## Exercise requirements:
In full and unchanged, output the entries that follow.

## Task input:
○ ○ ○ ○ ○ ○ ○

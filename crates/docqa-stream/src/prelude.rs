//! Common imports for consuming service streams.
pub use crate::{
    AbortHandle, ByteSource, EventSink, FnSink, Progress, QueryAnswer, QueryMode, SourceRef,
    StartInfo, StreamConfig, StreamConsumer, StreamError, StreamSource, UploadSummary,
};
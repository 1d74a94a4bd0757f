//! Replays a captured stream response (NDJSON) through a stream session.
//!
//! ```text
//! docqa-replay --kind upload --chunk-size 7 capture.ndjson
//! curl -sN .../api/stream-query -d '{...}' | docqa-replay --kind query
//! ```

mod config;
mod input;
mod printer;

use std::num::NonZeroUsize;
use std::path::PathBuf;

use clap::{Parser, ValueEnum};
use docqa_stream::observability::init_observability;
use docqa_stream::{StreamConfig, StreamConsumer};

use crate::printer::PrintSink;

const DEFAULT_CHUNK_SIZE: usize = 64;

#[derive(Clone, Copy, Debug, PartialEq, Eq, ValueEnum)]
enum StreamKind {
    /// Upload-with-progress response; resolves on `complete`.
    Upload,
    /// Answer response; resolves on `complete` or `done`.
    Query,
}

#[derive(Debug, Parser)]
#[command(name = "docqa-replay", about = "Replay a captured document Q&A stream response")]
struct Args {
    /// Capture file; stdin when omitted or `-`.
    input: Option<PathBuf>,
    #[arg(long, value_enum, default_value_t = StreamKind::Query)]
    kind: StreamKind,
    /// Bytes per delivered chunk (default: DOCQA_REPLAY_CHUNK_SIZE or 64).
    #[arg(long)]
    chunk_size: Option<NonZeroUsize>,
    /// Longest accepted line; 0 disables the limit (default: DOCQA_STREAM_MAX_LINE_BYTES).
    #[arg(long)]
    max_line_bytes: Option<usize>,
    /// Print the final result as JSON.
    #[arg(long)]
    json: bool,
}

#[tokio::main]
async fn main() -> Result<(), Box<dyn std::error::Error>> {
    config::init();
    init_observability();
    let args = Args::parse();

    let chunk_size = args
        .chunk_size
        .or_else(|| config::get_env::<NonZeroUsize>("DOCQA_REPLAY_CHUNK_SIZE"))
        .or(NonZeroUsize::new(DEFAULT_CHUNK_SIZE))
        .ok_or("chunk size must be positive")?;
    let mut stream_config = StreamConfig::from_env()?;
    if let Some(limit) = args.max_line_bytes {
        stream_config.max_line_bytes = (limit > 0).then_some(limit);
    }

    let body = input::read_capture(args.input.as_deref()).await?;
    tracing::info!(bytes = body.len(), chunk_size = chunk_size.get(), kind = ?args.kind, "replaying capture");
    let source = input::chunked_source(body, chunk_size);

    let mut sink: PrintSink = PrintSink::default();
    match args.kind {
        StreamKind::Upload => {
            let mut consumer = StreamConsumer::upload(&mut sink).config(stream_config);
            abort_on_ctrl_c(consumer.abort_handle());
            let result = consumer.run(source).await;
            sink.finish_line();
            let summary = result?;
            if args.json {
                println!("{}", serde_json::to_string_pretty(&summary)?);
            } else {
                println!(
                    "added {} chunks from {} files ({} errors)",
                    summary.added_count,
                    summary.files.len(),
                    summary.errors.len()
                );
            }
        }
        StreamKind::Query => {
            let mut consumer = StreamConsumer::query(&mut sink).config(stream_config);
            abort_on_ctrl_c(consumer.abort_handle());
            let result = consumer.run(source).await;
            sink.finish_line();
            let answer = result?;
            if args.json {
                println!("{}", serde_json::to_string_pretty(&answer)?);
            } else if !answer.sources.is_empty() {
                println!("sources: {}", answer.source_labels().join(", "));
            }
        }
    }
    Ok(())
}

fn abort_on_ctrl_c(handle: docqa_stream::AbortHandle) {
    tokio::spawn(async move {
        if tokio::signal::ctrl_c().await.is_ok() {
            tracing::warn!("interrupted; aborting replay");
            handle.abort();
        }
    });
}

○ ○ ○ ○ ○ ○ ○

## Completed exercise:
filename crates/docqa-stream/src/prelude.rs
//! Common imports for consuming service streams.
pub use crate::{
    AbortHandle, ByteSource, EventSink, FnSink, Progress, QueryAnswer, QueryMode, SourceRef,
    StartInfo, StreamConfig, StreamConsumer, StreamError, StreamSource, UploadSummary,
};
repository 1d74a94a4bd0757f
//! Replays a captured stream response (NDJSON) through a stream session.
//!
//! ```text
//! docqa-replay --kind upload --chunk-size 7 capture.ndjson
//! curl -sN .../api/stream-query -d '{...}' | docqa-replay --kind query
//! ```

mod config;
mod input;
mod printer;

use std::num::NonZeroUsize;
use std::path::PathBuf;

use clap::{Parser, ValueEnum};
use docqa_stream::observability::init_observability;
use docqa_stream::{StreamConfig, StreamConsumer};

use crate::printer::PrintSink;

const DEFAULT_CHUNK_SIZE: usize = 64;

#[derive(Clone, Copy, Debug, PartialEq, Eq, ValueEnum)]
enum StreamKind {
    /// Upload-with-progress response; resolves on `complete`.
    Upload,
    /// Answer response; resolves on `complete` or `done`.
    Query,
}

#[derive(Debug, Parser)]
#[command(name = "docqa-replay", about = "Replay a captured document Q&A stream response")]
struct Args {
    /// Capture file; stdin when omitted or `-`.
    input: Option<PathBuf>,
    #[arg(long, value_enum, default_value_t = StreamKind::Query)]
    kind: StreamKind,
    /// Bytes per delivered chunk (default: DOCQA_REPLAY_CHUNK_SIZE or 64).
    #[arg(long)]
    chunk_size: Option<NonZeroUsize>,
    /// Longest accepted line; 0 disables the limit (default: DOCQA_STREAM_MAX_LINE_BYTES).
    #[arg(long)]
    max_line_bytes: Option<usize>,
    /// Print the final result as JSON.
    #[arg(long)]
    json: bool,
}

#[tokio::main]
async fn main() -> Result<(), Box<dyn std::error::Error>> {
    config::init();
    init_observability();
    let args = Args::parse();

    let chunk_size = args
        .chunk_size
        .or_else(|| config::get_env::<NonZeroUsize>("DOCQA_REPLAY_CHUNK_SIZE"))
        .or(NonZeroUsize::new(DEFAULT_CHUNK_SIZE))
        .ok_or("chunk size must be positive")?;
    let mut stream_config = StreamConfig::from_env()?;
    if let Some(limit) = args.max_line_bytes {
        stream_config.max_line_bytes = (limit > 0).then_some(limit);
    }

    let body = input::read_capture(args.input.as_deref()).await?;
    tracing::info!(bytes = body.len(), chunk_size = chunk_size.get(), kind = ?args.kind, "replaying capture");
    let source = input::chunked_source(body, chunk_size);

    let mut sink: PrintSink = PrintSink::default();
    match args.kind {
        StreamKind::Upload => {
            let mut consumer = StreamConsumer::upload(&mut sink).config(stream_config);
            abort_on_ctrl_c(consumer.abort_handle());
            let result = consumer.run(source).await;
            sink.finish_line();
            let summary = result?;
            if args.json {
                println!("{}", serde_json::to_string_pretty(&summary)?);
            } else {
                println!(
                    "added {} chunks from {} files ({} errors)",
                    summary.added_count,
                    summary.files.len(),
                    summary.errors.len()
                );
            }
        }
        StreamKind::Query => {
            let mut consumer = StreamConsumer::query(&mut sink).config(stream_config);
            abort_on_ctrl_c(consumer.abort_handle());
            let result = consumer.run(source).await;
            sink.finish_line();
            let answer = result?;
            if args.json {
                println!("{}", serde_json::to_string_pretty(&answer)?);
            } else if !answer.sources.is_empty() {
                println!("sources: {}", answer.source_labels().join(", "));
            }
        }
    }
    Ok(())
}

fn abort_on_ctrl_c(handle: docqa_stream::AbortHandle) {
    tokio::spawn(async move {
        if tokio::signal::ctrl_c().await.is_ok() {
            tracing::warn!("interrupted; aborting replay");
            handle.abort();
        }
    });
}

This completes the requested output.